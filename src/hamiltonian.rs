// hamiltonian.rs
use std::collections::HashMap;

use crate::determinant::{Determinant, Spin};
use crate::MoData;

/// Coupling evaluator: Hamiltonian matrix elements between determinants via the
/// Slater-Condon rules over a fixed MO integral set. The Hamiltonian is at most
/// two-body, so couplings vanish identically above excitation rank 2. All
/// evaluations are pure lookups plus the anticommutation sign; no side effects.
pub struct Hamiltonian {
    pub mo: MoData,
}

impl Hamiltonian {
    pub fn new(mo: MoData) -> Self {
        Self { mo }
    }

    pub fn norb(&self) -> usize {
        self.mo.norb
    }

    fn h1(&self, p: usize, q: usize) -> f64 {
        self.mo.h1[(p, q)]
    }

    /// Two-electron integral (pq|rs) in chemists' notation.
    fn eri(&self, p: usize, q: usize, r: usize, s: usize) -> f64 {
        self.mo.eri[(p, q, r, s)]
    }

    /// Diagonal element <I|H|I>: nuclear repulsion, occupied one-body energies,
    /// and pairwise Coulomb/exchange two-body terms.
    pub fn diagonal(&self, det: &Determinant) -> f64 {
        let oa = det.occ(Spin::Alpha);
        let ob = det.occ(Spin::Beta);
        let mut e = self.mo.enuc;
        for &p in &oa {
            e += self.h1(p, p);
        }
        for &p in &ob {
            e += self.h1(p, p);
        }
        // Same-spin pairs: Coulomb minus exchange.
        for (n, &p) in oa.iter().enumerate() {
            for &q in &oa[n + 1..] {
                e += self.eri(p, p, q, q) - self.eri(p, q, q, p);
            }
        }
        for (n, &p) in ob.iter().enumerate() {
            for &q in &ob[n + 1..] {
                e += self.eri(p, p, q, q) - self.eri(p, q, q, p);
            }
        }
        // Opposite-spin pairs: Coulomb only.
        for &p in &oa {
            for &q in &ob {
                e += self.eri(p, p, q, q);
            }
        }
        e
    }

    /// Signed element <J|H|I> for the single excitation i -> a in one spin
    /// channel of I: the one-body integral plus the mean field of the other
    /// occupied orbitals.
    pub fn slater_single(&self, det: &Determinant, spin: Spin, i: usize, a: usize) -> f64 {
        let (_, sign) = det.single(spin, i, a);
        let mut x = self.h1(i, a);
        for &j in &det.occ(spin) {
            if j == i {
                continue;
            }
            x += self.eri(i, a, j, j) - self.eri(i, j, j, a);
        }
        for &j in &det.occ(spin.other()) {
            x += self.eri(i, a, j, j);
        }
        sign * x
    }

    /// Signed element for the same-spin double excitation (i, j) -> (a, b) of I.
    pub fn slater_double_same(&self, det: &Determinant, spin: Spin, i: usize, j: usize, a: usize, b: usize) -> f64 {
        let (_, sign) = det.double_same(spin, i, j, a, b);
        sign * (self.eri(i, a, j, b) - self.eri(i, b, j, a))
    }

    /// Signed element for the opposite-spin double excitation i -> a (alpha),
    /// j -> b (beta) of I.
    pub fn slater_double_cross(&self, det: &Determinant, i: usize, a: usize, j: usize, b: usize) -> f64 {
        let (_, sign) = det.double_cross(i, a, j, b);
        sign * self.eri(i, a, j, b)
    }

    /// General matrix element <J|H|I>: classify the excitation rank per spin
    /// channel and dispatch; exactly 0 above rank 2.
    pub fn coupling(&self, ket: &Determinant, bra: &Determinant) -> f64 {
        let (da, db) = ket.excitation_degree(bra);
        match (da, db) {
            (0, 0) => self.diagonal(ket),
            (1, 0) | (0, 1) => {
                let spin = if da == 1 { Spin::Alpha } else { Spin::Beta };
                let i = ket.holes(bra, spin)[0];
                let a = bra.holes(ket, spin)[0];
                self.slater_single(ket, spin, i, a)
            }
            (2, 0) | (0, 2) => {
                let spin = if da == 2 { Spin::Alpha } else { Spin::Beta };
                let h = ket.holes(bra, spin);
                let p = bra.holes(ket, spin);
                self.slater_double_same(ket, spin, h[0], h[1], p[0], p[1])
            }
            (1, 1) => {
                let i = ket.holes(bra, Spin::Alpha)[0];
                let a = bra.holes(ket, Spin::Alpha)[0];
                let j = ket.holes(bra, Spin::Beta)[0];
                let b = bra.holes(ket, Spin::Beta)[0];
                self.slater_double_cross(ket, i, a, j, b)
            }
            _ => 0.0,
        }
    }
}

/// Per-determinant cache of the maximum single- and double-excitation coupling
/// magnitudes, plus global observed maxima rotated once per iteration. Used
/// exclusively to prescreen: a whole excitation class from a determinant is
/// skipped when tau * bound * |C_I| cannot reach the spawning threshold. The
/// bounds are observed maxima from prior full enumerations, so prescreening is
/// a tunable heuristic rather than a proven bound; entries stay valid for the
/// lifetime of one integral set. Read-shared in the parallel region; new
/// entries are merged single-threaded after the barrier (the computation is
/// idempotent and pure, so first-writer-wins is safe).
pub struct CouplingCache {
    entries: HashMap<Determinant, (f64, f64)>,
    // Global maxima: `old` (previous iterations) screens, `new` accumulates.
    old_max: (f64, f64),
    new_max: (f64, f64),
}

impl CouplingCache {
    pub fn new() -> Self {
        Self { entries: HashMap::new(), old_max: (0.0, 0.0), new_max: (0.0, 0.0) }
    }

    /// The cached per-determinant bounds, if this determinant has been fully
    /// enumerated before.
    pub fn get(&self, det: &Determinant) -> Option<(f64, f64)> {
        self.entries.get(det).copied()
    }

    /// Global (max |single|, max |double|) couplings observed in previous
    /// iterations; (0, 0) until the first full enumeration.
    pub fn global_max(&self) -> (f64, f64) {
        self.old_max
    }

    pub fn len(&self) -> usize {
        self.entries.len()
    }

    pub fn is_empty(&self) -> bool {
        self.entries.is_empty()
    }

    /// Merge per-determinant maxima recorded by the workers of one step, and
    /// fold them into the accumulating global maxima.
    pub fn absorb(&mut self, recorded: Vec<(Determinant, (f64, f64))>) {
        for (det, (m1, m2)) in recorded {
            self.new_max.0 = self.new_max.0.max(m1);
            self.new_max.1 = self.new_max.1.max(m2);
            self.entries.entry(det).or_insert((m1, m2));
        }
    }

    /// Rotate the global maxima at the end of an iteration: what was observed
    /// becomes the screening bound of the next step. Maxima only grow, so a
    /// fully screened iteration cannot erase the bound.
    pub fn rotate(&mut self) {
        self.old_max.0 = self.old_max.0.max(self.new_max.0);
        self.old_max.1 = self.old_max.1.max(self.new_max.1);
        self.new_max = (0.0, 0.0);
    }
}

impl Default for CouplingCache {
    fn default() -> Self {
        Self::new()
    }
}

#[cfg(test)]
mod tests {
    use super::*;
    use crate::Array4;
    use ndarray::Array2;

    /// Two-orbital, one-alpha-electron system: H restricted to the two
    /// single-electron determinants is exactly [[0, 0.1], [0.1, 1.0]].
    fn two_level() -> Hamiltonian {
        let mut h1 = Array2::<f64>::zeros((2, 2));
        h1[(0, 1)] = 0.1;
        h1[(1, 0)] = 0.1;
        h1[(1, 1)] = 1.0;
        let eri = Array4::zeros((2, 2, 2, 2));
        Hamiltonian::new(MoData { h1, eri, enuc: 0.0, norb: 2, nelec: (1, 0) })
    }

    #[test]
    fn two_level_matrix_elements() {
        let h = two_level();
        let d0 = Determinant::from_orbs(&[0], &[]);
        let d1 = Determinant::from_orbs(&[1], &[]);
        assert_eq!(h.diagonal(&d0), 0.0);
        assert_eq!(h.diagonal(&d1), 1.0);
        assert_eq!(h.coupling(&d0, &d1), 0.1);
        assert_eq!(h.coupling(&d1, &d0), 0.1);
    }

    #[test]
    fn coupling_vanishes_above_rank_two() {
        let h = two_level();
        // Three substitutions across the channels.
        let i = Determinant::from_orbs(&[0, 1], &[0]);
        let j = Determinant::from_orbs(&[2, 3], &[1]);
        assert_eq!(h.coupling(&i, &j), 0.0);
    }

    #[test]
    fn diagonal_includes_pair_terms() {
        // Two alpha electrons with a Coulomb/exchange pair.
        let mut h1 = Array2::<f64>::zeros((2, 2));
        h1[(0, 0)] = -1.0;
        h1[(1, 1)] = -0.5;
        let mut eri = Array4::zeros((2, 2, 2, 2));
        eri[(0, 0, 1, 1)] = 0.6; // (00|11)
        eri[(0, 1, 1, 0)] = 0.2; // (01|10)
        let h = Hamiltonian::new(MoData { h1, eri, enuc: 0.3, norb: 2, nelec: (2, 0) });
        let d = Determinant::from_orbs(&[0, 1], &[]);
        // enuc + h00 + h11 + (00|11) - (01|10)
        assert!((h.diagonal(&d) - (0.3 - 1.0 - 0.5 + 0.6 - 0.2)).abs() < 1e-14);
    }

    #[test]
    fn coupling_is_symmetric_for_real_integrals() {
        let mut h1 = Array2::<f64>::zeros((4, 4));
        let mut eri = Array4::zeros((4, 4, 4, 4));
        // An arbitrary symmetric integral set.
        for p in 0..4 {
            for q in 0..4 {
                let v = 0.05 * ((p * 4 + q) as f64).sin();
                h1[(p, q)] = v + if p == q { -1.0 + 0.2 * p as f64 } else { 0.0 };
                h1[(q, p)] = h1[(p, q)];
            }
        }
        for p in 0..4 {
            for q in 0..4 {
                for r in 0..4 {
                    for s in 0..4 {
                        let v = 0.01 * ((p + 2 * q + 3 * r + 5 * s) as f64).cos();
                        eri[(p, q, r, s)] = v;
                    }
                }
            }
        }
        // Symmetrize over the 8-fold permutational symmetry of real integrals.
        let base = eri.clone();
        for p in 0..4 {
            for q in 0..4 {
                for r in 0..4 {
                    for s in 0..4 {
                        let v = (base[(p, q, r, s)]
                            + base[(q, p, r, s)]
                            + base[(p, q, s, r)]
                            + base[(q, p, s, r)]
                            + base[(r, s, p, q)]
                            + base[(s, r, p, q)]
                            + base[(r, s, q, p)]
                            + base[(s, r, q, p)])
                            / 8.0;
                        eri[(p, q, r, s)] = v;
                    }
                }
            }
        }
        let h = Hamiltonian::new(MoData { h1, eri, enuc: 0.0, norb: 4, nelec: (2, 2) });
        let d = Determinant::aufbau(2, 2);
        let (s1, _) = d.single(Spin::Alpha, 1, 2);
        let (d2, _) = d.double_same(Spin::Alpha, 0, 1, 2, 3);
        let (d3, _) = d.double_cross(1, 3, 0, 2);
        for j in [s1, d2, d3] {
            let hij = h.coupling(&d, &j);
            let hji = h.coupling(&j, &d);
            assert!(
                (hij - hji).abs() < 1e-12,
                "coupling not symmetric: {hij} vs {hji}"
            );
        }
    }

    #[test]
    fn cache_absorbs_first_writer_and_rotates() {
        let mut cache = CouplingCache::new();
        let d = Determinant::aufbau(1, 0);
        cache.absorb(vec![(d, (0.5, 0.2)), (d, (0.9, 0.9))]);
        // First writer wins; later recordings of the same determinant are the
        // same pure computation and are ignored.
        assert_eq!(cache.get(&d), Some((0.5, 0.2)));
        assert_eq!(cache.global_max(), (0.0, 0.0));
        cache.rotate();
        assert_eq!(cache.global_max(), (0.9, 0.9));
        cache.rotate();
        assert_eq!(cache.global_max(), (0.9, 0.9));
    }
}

Problem statement:
Looking at the data above, return every line from the one with "use std::collections::HashMap;" down to the one with "Hamiltonian is at most", exactly and inclusively.

Response area:
use std::collections::HashMap;

use crate::determinant::{Determinant, Spin};
use crate::MoData;

/// Coupling evaluator: Hamiltonian matrix elements between determinants via the
/// Slater-Condon rules over a fixed MO integral set. The Hamiltonian is at most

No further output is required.